Bank of England still split over stimulus increase
The Bank of England's rate-setting committee remains divided over whether or not to boost economic stimulus, minutes of its latest meeting show.
The Monetary Policy Committee (MPC) voted 6-3 against expanding the bank's current £375bn quantitative easing (QE) programme in its April meeting.
Bank governor Sir Mervyn King again called for a £25bn increase to QE.
The minutes show the MPC also "saw merit" in extending the government's Funding for Lending Scheme.
The scheme was launched in August last year as a means of encouraging banks to lend to businesses and individuals, by providing them with funds at low rates of interest.
But recent figures suggested bank lending had actually fallen at the end of 2012, and the Bank said lending had "so far remained subdued".
In his Budget speech in March, Chancellor George Osborne said the Treasury and the Bank of England were considering extensions to the Funding for Lending Scheme, which is due to end in January 2014.
Treasury ministers say it will take time for the scheme to feed money through to the real economy.

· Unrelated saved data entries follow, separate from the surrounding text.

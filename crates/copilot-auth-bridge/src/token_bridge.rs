//! Request/reply channel between an unprivileged requester and the context
//! that owns the identity capability.
//!
//! Every request gets an id and its own reply handle, parked in a pending map
//! until the handler answers. The handler serves each request in a separate
//! task and always answers exactly once, on success and on failure.

use std::collections::HashMap;
use std::sync::atomic::{AtomicU64, Ordering};
use std::sync::Arc;
use std::time::Duration;

use serde::{Deserialize, Serialize};
use tokio::sync::{mpsc, oneshot, Mutex};
use tracing::{debug, info, warn};

use crate::identity::IdentityProvider;

pub type RequestId = u64;

#[derive(Debug, Clone, PartialEq, Eq, Serialize, Deserialize)]
#[serde(tag = "type")]
pub enum BridgeRequest {
    #[serde(rename = "getAuthToken")]
    GetAuthToken,
}

impl BridgeRequest {
    pub fn kind(&self) -> &'static str {
        match self {
            BridgeRequest::GetAuthToken => "getAuthToken",
        }
    }

    pub fn from_kind(kind: &str) -> Option<Self> {
        match kind {
            "getAuthToken" => Some(BridgeRequest::GetAuthToken),
            _ => None,
        }
    }
}

#[derive(Debug, Clone, PartialEq, Eq, Serialize, Deserialize)]
#[serde(untagged)]
pub enum BridgeReply {
    Token { token: String },
    Error { error: String },
}

#[derive(Debug, Clone, PartialEq, Eq, thiserror::Error)]
pub enum BridgeError {
    /// The identity provider answered with an error; the message is passed on as-is.
    #[error("{0}")]
    Provider(String),
    #[error("no reply from the token bridge within {0:?}")]
    TimedOut(Duration),
    #[error("token bridge is not running")]
    Closed,
}

/// Line-delimited JSON form of a request: `{"id":"7","type":"getAuthToken"}`.
#[derive(Debug, Clone, PartialEq, Eq, Serialize, Deserialize)]
pub struct WireRequest {
    #[serde(default, skip_serializing_if = "Option::is_none")]
    pub id: Option<String>,
    #[serde(rename = "type")]
    pub kind: String,
}

impl WireRequest {
    pub fn new(id: impl Into<String>, request: &BridgeRequest) -> Self {
        Self {
            id: Some(id.into()),
            kind: request.kind().to_string(),
        }
    }
}

/// Line-delimited JSON form of a reply: `{"id":"7","token":"..."}` or `{"id":"7","error":"..."}`.
#[derive(Debug, Clone, PartialEq, Eq, Serialize, Deserialize)]
pub struct WireReply {
    #[serde(default, skip_serializing_if = "Option::is_none")]
    pub id: Option<String>,
    #[serde(flatten)]
    pub reply: BridgeReply,
}

struct Envelope {
    id: RequestId,
    request: BridgeRequest,
}

type PendingReplies = Arc<Mutex<HashMap<RequestId, oneshot::Sender<BridgeReply>>>>;

/// The privileged side.
pub struct TokenBridge;

impl TokenBridge {
    /// Start serving requests against `identity`. Must be called inside a Tokio runtime.
    pub fn spawn(identity: Arc<dyn IdentityProvider>) -> TokenBridgeClient {
        let (request_tx, request_rx) = mpsc::channel::<Envelope>(64);
        let (reply_tx, reply_rx) = mpsc::channel::<(RequestId, BridgeReply)>(64);
        let pending: PendingReplies = Arc::new(Mutex::new(HashMap::new()));

        tokio::spawn(serve(identity, request_rx, reply_tx));
        tokio::spawn(route_replies(reply_rx, pending.clone()));

        TokenBridgeClient {
            next_id: Arc::new(AtomicU64::new(1)),
            request_tx,
            pending,
            reply_timeout: None,
        }
    }
}

async fn serve(
    identity: Arc<dyn IdentityProvider>,
    mut request_rx: mpsc::Receiver<Envelope>,
    reply_tx: mpsc::Sender<(RequestId, BridgeReply)>,
) {
    info!("token bridge started");
    while let Some(envelope) = request_rx.recv().await {
        let identity = identity.clone();
        let reply_tx = reply_tx.clone();
        tokio::spawn(async move {
            debug!("serving {} request {}", envelope.request.kind(), envelope.id);
            let reply = answer(identity, envelope.request).await;
            if reply_tx.send((envelope.id, reply)).await.is_err() {
                warn!("reply router gone; dropping reply for request {}", envelope.id);
            }
        });
    }
    info!("token bridge stopped");
}

async fn answer(identity: Arc<dyn IdentityProvider>, request: BridgeRequest) -> BridgeReply {
    match request {
        BridgeRequest::GetAuthToken => {
            // Run the grant in its own task so a panic still produces a reply.
            let grant = tokio::spawn(async move { identity.get_auth_token(true).await });
            match grant.await {
                Ok(Ok(token)) => BridgeReply::Token { token },
                Ok(Err(err)) => BridgeReply::Error {
                    error: format!("{:#}", err),
                },
                Err(err) => BridgeReply::Error {
                    error: format!("identity provider failed: {}", err),
                },
            }
        }
    }
}

async fn route_replies(mut reply_rx: mpsc::Receiver<(RequestId, BridgeReply)>, pending: PendingReplies) {
    while let Some((id, reply)) = reply_rx.recv().await {
        match pending.lock().await.remove(&id) {
            Some(reply_handle) => {
                let _ = reply_handle.send(reply);
            }
            None => debug!("request {} no longer waiting; reply discarded", id),
        }
    }
}

/// The requesting side. Cheap to clone; clones share the pending map.
#[derive(Clone)]
pub struct TokenBridgeClient {
    next_id: Arc<AtomicU64>,
    request_tx: mpsc::Sender<Envelope>,
    pending: PendingReplies,
    reply_timeout: Option<Duration>,
}

impl TokenBridgeClient {
    /// Bound the wait for each reply. Without it a request waits until answered.
    pub fn with_reply_timeout(mut self, reply_timeout: Duration) -> Self {
        self.reply_timeout = Some(reply_timeout);
        self
    }

    /// Send one request and wait for its reply.
    pub async fn request(&self, request: BridgeRequest) -> Result<BridgeReply, BridgeError> {
        let id = self.next_id.fetch_add(1, Ordering::Relaxed);
        let (reply_handle, reply) = oneshot::channel();
        self.pending.lock().await.insert(id, reply_handle);

        if self.request_tx.send(Envelope { id, request }).await.is_err() {
            self.pending.lock().await.remove(&id);
            return Err(BridgeError::Closed);
        }

        let outcome = match self.reply_timeout {
            Some(limit) => match tokio::time::timeout(limit, reply).await {
                Ok(outcome) => outcome,
                Err(_) => {
                    self.pending.lock().await.remove(&id);
                    return Err(BridgeError::TimedOut(limit));
                }
            },
            None => reply.await,
        };
        outcome.map_err(|_| BridgeError::Closed)
    }

    pub async fn get_auth_token(&self) -> Result<String, BridgeError> {
        match self.request(BridgeRequest::GetAuthToken).await? {
            BridgeReply::Token { token } => Ok(token),
            BridgeReply::Error { error } => Err(BridgeError::Provider(error)),
        }
    }

    /// Number of requests still waiting for a reply.
    pub async fn pending(&self) -> usize {
        self.pending.lock().await.len()
    }
}
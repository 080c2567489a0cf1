use anyhow::Result;
use console::style;
use serde::Serialize;

use copilot_core::{BackendClient, IngestionProgress, SessionStore};

use crate::bridge_client::BridgeSocketClient;
use crate::ui;
use crate::Settings;

#[derive(Serialize)]
struct Status {
    backend: BackendStatus,
    bridge_running: bool,
    signed_in_as: Option<String>,
    ingestion: Option<IngestionJson>,
}

#[derive(Serialize)]
struct BackendStatus {
    url: String,
    reachable: bool,
    error: Option<String>,
}

#[derive(Serialize)]
struct IngestionJson {
    ingestion_status: IngestionProgress,
    files: Vec<String>,
}

pub async fn run(settings: &Settings, json: bool) -> Result<()> {
    let backend = BackendClient::new(&settings.config.backend_url)?;
    let bridge = BridgeSocketClient::new(&settings.paths.bridge_socket_path);
    let session = SessionStore::new(&settings.paths.session_path).load().ok().flatten();

    let spinner = (!json).then(|| ui::spinner("Checking backend..."));
    let reachable = backend.hello().await;
    let ingestion = match &reachable {
        Ok(_) => Some(backend.ingestion_status().await),
        Err(_) => None,
    };
    if let Some(spinner) = spinner {
        spinner.finish_and_clear();
    }

    let status = Status {
        backend: BackendStatus {
            url: backend.base_url().to_string(),
            reachable: reachable.is_ok(),
            error: reachable.as_ref().err().map(|e| e.to_string()),
        },
        bridge_running: bridge.is_daemon_running(),
        signed_in_as: session.map(|s| s.username),
        ingestion: match &ingestion {
            Some(Ok(status)) => Some(IngestionJson {
                ingestion_status: status.ingestion_status.clone(),
                files: status.files.clone(),
            }),
            _ => None,
        },
    };

    if json {
        println!("{}", serde_json::to_string_pretty(&status)?);
        return Ok(());
    }

    println!();
    match &status.backend.error {
        None => ui::success(&format!("Backend reachable at {}", status.backend.url)),
        Some(err) => {
            ui::error(&format!("Backend unreachable at {}", status.backend.url));
            ui::hint(err);
        }
    }

    if status.bridge_running {
        ui::success("Token bridge running");
    } else {
        ui::info(&format!("{} Token bridge not running", style("○").dim()));
    }

    match &status.signed_in_as {
        Some(username) => ui::info(&format!("Signed in as {}", style(username).bold())),
        None => ui::info("Not signed in"),
    }

    match ingestion {
        Some(Ok(ingestion)) => {
            println!();
            ui::info(&format!(
                "{} {}",
                style("Documents ingested:").bold(),
                ingestion.ingestion_status
            ));
            if ingestion.files.is_empty() {
                ui::hint("No files yet. Run `copilot auth`, then `copilot ingest`.");
            }
            for file in &ingestion.files {
                ui::info(&format!("  • {}", file));
            }
        }
        Some(Err(err)) => ui::error(&format!("Could not read ingestion status: {}", err)),
        None => {}
    }
    println!();

    Ok(())
}
use anyhow::{anyhow, Result};
use copilot_core::{annotate, annotate_plain, BackendClient};

use crate::ui;
use crate::Settings;

pub async fn run(
    settings: &Settings,
    query: &str,
    document: Option<String>,
    pick: bool,
    html: bool,
) -> Result<()> {
    let backend = BackendClient::new(&settings.config.backend_url)?;

    let document = if pick {
        Some(pick_document(&backend).await?)
    } else {
        document
    };

    let spinner = ui::spinner("Searching your documents...");
    let result = backend.search(query, document.as_deref()).await;
    spinner.finish_and_clear();

    let answer = result?.response;
    if html {
        println!("{}", annotate(&answer).markup);
    } else {
        println!();
        print!("{}", annotate_plain(&answer));
        println!();
    }
    Ok(())
}

async fn pick_document(backend: &BackendClient) -> Result<String> {
    let status = backend.ingestion_status().await?;
    if status.files.is_empty() {
        return Err(anyhow!("No ingested documents to choose from"));
    }
    let items: Vec<&str> = status.files.iter().map(String::as_str).collect();
    let selection = ui::prompt_select("Which document?", &items)?;
    Ok(status.files[selection].clone())
}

- The Bank of England has used the policy of quantitative easing (QE) since January 2009
- The goal is to revive consumer spending and economic growth
- The Bank has so far committed a total of £375bn to QE
Meanwhile the Bank's minutes said "there continued to be a case for a further extension to [QE]".
It said the prospect of growth in the economy "remained subdued", and wage growth was slowing.
Inflation remains above the MPC's target of 2%, and is expected to rise further this year, but those supporting an expansion to QE said the committee should look beyond "temporary, even if protracted, periods of above-target inflation".
Sir Mervyn, Paul Fisher and David Miles voted to expand QE by £25bn to £400bn, but they were out-voted.
The other six members expressed concern about high inflation, said monetary policy was already "highly stimulatory", and added that the benefits of the existing QE programme would "continue to be felt".
The committee voted unanimously to keep interest rates at 0.5%, however.